Although they had tried not to get separated at the auction in Ouidah, the rest of her family was purchased by Portuguese traders from the frigate Vivilia, next seen four months later drifting ten miles off Bermuda. Plague had claimed all on board. Authorities lit the ship on fire and watched her crackle and sink. Cora’s grandmother knew nothing about the ship’s fate. For the rest of her life she imagined her cousins worked for kind and generous masters up north, engaged in more forgiving trades than her own, weaving or spinning, nothing in the fields. In her stories, Isay and Sidoo and the rest somehow bought their way out of bondage and lived as free men and women in the City of Pennsylvania, a place she had overheard two white men discuss once. These fantasies gave Ajarry comfort when her burdens were such to splinter her into a thousand pieces.
The next time Cora’s grandmother was sold was after a month in the pest house on Sullivan’s Island, once the physicians certified her and the rest of the Nanny’s cargo clear of illness. Another busy day on the Exchange. A big auction always drew a colorful crowd. Traders and procurers from up and down the coast converged on Charleston, checking the merchandise’s eyes and joints and spines, wary of venereal distemper and other afflictions. Onlookers chewed fresh oysters and hot corn as the auctioneers shouted into the air. The slaves stood naked on the platform. There was a bidding war over a group of Ashanti studs, those Africans of renowned industry and musculature, and the foreman of a limestone quarry bought a bunch of pickaninnies in an astounding bargain. Cora’s grandmother saw a little boy among the gawkers eating rock candy and wondered what he was putting in his mouth.
Just before sunset an agent bought her for two hundred and twenty-six dollars. She would have fetched more but for that season’s glut of young girls. His suit was made of the whitest cloth she had ever seen. Rings set with colored stone flashed on his fingers. When he pinched her breasts to see if she was in flower, the metal was cool on her skin. She was branded, not for the first or last time, and fettered to the rest of the day’s acquisitions. The coffle began their long march south that night, staggering behind the trader’s buggy. The Nanny by that time was en route back to Liverpool, full of sugar and tobacco. There were fewer screams belowdecks.

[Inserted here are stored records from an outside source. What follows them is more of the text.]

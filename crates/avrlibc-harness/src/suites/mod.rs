//! Built-in suites, one per conformance program.
//!
//! Each module owns its fixture table as `'static` data and a `run` function
//! that drives one checker over it. [`all`] lists them in run order.

use std::fmt;

use crate::check::CheckResult;
use crate::exit_code::ExitPolicy;
use crate::fixtures::FixtureSet;
use crate::routines::Routines;

pub mod eeprom_float;
pub mod fplib_add_inf;
pub mod fplib_flt2long;
pub mod fplib_unord_inf;
pub mod math_sin;
pub mod printf_octal;
pub mod progmem_zero;
pub mod scanf_c;
pub mod scanf_d;
pub mod scanf_nul;
pub mod stdlib_itoa;
pub mod stdlib_malloc;

/// A named conformance program.
#[derive(Clone, Copy)]
pub struct Suite {
    pub name: &'static str,
    /// The routine under test, as the C library names it.
    pub symbol: &'static str,
    pub description: &'static str,
    /// How failure codes reach the process exit status on the host.
    pub policy: ExitPolicy,
    pub run: fn(&dyn Routines) -> CheckResult,
    /// Serializes the table as fixtures, for suites whose rows the
    /// fixture adapter can execute.
    pub export: Option<fn() -> FixtureSet>,
}

impl Suite {
    #[must_use]
    pub fn exportable(&self) -> bool {
        self.export.is_some()
    }
}

impl fmt::Debug for Suite {
    fn fmt(&self, f: &mut fmt::Formatter<'_>) -> fmt::Result {
        f.debug_struct("Suite")
            .field("name", &self.name)
            .field("symbol", &self.symbol)
            .field("policy", &self.policy)
            .field("exportable", &self.exportable())
            .finish()
    }
}

static SUITES: [Suite; 12] = [
    fplib_add_inf::SUITE,
    fplib_unord_inf::SUITE,
    fplib_flt2long::SUITE,
    math_sin::SUITE,
    printf_octal::SUITE,
    scanf_c::SUITE,
    scanf_d::SUITE,
    scanf_nul::SUITE,
    stdlib_itoa::SUITE,
    stdlib_malloc::SUITE,
    eeprom_float::SUITE,
    progmem_zero::SUITE,
];

#[must_use]
pub fn all() -> &'static [Suite] {
    &SUITES
}

#[must_use]
pub fn find(name: &str) -> Option<&'static Suite> {
    SUITES.iter().find(|s| s.name == name)
}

You would have thought Cora’s grandmother cursed, so many times was she sold and swapped and resold over the next few years. Her owners came to ruin with startling frequency. Her first master got swindled by a man who sold a device that cleaned cotton twice as fast as Whitney’s gin. The diagrams were convincing, but in the end Ajarry was another asset liquidated by order of the magistrate. She went for two hundred and eighteen dollars in a hasty exchange, a drop in price occasioned by the realities of the local market. Another owner expired from dropsy, whereupon his widow held an estate sale to fund a return to her native Europe, where it was clean. Ajarry spent three months as the property of a Welshman who eventually lost her, three other slaves, and two hogs in a game of whist. And so on.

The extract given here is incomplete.